**INFORMATION:**

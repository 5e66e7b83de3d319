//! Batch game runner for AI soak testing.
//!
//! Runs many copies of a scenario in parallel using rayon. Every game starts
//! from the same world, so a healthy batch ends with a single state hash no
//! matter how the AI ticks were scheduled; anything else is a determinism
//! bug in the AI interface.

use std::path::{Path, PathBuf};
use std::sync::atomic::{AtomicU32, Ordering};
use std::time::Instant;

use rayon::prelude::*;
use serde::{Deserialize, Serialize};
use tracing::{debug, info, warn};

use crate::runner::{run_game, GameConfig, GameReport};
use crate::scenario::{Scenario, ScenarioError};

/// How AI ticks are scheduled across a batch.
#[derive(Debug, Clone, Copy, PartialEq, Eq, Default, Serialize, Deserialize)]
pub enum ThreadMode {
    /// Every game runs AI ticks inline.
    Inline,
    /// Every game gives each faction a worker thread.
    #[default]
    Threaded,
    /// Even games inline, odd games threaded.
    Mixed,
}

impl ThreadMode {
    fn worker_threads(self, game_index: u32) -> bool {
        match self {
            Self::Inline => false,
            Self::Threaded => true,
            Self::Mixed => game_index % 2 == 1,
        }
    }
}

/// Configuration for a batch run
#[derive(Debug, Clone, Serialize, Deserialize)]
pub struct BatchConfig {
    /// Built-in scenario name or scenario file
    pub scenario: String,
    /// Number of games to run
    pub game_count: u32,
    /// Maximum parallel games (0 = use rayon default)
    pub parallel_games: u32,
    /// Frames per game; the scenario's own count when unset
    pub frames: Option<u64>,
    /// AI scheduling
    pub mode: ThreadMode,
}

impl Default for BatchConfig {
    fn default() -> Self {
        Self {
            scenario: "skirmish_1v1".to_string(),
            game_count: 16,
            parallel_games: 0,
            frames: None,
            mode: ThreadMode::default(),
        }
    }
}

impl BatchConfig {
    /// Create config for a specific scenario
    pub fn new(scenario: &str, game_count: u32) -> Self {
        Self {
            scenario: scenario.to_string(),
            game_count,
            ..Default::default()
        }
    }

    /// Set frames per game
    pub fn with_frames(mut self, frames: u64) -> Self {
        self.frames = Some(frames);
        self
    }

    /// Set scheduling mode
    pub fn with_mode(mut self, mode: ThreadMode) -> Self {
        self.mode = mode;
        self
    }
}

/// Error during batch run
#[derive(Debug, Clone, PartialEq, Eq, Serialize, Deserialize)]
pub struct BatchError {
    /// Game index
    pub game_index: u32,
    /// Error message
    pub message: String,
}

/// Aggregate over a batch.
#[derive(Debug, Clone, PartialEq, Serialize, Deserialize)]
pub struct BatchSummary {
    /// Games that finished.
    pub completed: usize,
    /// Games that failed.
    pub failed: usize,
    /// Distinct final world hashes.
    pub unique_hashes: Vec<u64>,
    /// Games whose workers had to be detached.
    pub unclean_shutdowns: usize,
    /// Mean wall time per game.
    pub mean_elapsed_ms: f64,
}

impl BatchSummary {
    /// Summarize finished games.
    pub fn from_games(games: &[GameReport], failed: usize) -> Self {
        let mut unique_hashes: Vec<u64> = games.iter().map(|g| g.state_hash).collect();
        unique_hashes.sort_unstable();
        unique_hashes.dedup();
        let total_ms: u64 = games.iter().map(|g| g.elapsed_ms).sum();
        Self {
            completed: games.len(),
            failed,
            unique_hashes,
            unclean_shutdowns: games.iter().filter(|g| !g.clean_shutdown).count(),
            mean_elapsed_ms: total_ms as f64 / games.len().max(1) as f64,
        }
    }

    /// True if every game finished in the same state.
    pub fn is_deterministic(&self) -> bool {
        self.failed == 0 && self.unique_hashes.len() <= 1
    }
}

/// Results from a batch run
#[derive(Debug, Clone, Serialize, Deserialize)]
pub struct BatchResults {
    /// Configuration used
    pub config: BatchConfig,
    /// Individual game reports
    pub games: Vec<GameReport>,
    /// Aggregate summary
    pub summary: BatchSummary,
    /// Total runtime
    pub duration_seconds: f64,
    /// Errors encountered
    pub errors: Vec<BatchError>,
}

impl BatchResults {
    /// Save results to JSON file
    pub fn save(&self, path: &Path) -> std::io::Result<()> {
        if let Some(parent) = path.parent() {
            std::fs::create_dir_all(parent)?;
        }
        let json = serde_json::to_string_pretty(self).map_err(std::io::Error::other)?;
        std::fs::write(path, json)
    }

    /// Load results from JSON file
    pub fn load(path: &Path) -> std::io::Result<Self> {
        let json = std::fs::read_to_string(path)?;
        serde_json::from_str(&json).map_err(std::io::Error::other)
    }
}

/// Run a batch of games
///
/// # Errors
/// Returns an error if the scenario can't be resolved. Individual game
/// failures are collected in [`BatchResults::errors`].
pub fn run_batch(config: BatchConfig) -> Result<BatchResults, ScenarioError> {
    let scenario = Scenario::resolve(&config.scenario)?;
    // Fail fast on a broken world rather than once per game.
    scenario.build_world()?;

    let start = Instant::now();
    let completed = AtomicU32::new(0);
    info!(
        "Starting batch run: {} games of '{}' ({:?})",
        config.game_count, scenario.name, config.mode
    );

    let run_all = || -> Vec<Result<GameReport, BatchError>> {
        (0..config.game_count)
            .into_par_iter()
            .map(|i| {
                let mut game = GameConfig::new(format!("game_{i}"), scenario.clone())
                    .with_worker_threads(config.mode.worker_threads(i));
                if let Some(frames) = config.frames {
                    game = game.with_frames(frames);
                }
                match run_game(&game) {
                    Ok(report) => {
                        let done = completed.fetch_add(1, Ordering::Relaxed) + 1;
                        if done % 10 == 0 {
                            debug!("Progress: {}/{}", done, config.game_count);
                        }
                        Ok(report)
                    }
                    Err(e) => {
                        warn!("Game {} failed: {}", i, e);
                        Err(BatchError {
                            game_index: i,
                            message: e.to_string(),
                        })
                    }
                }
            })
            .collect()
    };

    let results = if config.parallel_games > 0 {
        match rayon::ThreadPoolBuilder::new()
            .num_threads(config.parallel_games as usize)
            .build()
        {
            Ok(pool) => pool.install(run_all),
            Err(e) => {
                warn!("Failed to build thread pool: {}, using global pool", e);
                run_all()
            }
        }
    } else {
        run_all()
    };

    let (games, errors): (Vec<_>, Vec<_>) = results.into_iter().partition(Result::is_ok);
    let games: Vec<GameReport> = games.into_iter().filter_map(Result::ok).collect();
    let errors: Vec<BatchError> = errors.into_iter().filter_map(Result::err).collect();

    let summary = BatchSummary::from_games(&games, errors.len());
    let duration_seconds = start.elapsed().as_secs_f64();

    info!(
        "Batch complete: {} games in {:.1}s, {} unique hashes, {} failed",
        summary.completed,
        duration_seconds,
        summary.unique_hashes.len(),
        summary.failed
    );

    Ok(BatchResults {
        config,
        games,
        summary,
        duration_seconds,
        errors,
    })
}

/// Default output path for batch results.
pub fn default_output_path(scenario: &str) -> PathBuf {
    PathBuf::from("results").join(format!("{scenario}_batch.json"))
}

**PROBLEM TO WORK ON:**
Report every line of the material above in which "usize" appears.

**RESPONSE:**
    pub completed: usize,
    pub failed: usize,
    pub unclean_shutdowns: usize,
    pub fn from_games(games: &[GameReport], failed: usize) -> Self {
            .num_threads(config.parallel_games as usize)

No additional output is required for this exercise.